Uma “identidade que ultrapassa a fronteira do género” foi o que Sofia Aboim, socióloga do Instituto de Ciências Sociais (ICS), encontrou nas palavras de Pedro. “O armário dele não é só a homossexualidade, há ali toda uma criatura que não tem encaixe, que ultrapassa a questão da sexualidade, ele é tudo o que desencaixa.” E a investigadora encontra “uma abordagem política, inseparável de um elemento pessoal e transgressor, criador de novas possibilidades, em que a ideia de monstro não é apenas negativa mas uma figura revolucionária”. Ideias que não são exclusivas porque, como explica, “cada vez mais os jovens têm acesso a estas narrativas, que chegam das universidades ou de grupos ativistas e é percetível que está a crescer o movimento das pessoas não binárias”. A investigadora diz que a onda vem ganhando relevo, em Portugal e no Brasil, composta por “pessoas mais radicais, filiadas ao ideal anárquico”.
Outro contributo que Sofia Aboim encontra no texto é a capacidade para “transformar insultos em figuras emancipatórias”, sublinhando que esta forma de estar vem romper com a imagem do gay normativo, que segue o modelo, na homossexualidade, o comportamento heterossexual. Um posicionamento tão mais relevante quanto tenso é o momento atravessado pelo mundo, confrontado com o recrudescimento do conservadorismo, por um lado, e a progressão da reivindicação de discursos alternativos, por outro, com impacto na legislação. “Um momento revolucionário na questão do género, que não vai ficar por aqui. Abriu-se uma caixa de Pandora”, assevera.

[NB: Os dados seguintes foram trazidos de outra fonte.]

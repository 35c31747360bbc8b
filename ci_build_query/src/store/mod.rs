//! Collaborator interfaces the query pipeline reads through.
//!
//! Each trait is one batch read. Implementations must not retry; any error
//! aborts the query and is returned to the caller unchanged.

use std::collections::HashMap;

use async_trait::async_trait;

use crate::criteria::FilterExpr;
use crate::error::QueryResult;
use crate::models::build::CiBuild;
use crate::models::build_command::CiBuildCommand;
use crate::models::build_target::CiBuildTarget;
use crate::policy::{PolicyObject, Viewer};

pub mod memory;
pub mod pg;

pub use memory::MemoryStore;
pub use pg::PgStore;

#[async_trait]
pub trait BuildStore: Send + Sync {
    /// Builds matching `filter`, id ascending, at most `limit` rows.
    async fn load_builds(&self, filter: &FilterExpr, limit: usize) -> QueryResult<Vec<CiBuild>>;
}

#[async_trait]
pub trait ObjectResolver: Send + Sync {
    /// Resolve PHIDs of any kind for `viewer`, keyed by PHID.
    ///
    /// PHIDs that do not exist or that the viewer may not see are omitted.
    async fn resolve(
        &self,
        viewer: &Viewer,
        phids: &[String],
    ) -> QueryResult<HashMap<String, PolicyObject>>;
}

#[async_trait]
pub trait CommandStore: Send + Sync {
    /// Commands targeting any of `build_phids`, in creation order.
    async fn load_commands(&self, build_phids: &[String]) -> QueryResult<Vec<CiBuildCommand>>;
}

#[async_trait]
pub trait TargetStore: Send + Sync {
    /// Targets owned by any of `build_phids`, most recent first.
    async fn load_targets(&self, build_phids: &[String]) -> QueryResult<Vec<CiBuildTarget>>;
}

Porque para estas pessoas, explica Aboim, “a identidade é um direito, uma questão de autonomia, que não tem de ser mediatizada pelas instituições médicas ou governativas, porque o olhar do Outro é sempre violento e estigmatizante”.
O psiquiatra Daniel Sampaio defende que “nenhuma criança tem a sua identidade completamente formada durante a infância e que o processo da formação da identidade sexual é complexo e só está completamente estabelecido na adolescência” e quando uma criança não se identifica com o seu sexo biológico abre-se “um longo processo de procura de um sentido, em que a mente não está de acordo com o sexo biológico”. Zélia Figueiredo, também psiquiatra, é responsável pelas consultas de Sexologia do Hospital Magalhães de Lemos, no Porto. Explica que “99 das pessoas” que a procuram “surgem identificadas com um género e querem fazer uma transição para outro” e que “só os muito mais novos conhecem o conceito do não binarismo e da autodeterminação de género. Fazem parte de uma comunidade que não vai às consultas e que não quer fazer uma modificação corporal. São os mais discriminados, os que vivem nos intervalos”.
Desde que a Lei da Identidade de Género entrou em vigor, em março de 2011, e até ao início deste ano, 109 pessoas com menos de 25 anos requereram a alteração de género e do próprio nome. Na Assembleia da República, duas propostas, uma do Bloco de Esquerda e outra do PAN, pretendem reduzir a idade legal exigida para que se proceda a essa mudança de 18 para 16 anos, desde que com o consentimento dos pais. O Governo avança com um pacote legislativo sobre a identidade de género. A secretária de Estado para a Cidadania e para a Igualdade esclarece ao Expresso que esta legislação não visa regular as operações de mudança de género, mas “abordar a identidade de género, atualizando a lei existente, que já está ultrapassada”. Catarina Marcelino explica que também não é o momento para introduzir o terceiro sexo ou género neutro, “uma questão ainda polémica e que nos países onde foi adotada, como a Alemanha, diz respeito às pessoas intersexo [crianças que nascem com ambiguidade dos órgãos genitais]”.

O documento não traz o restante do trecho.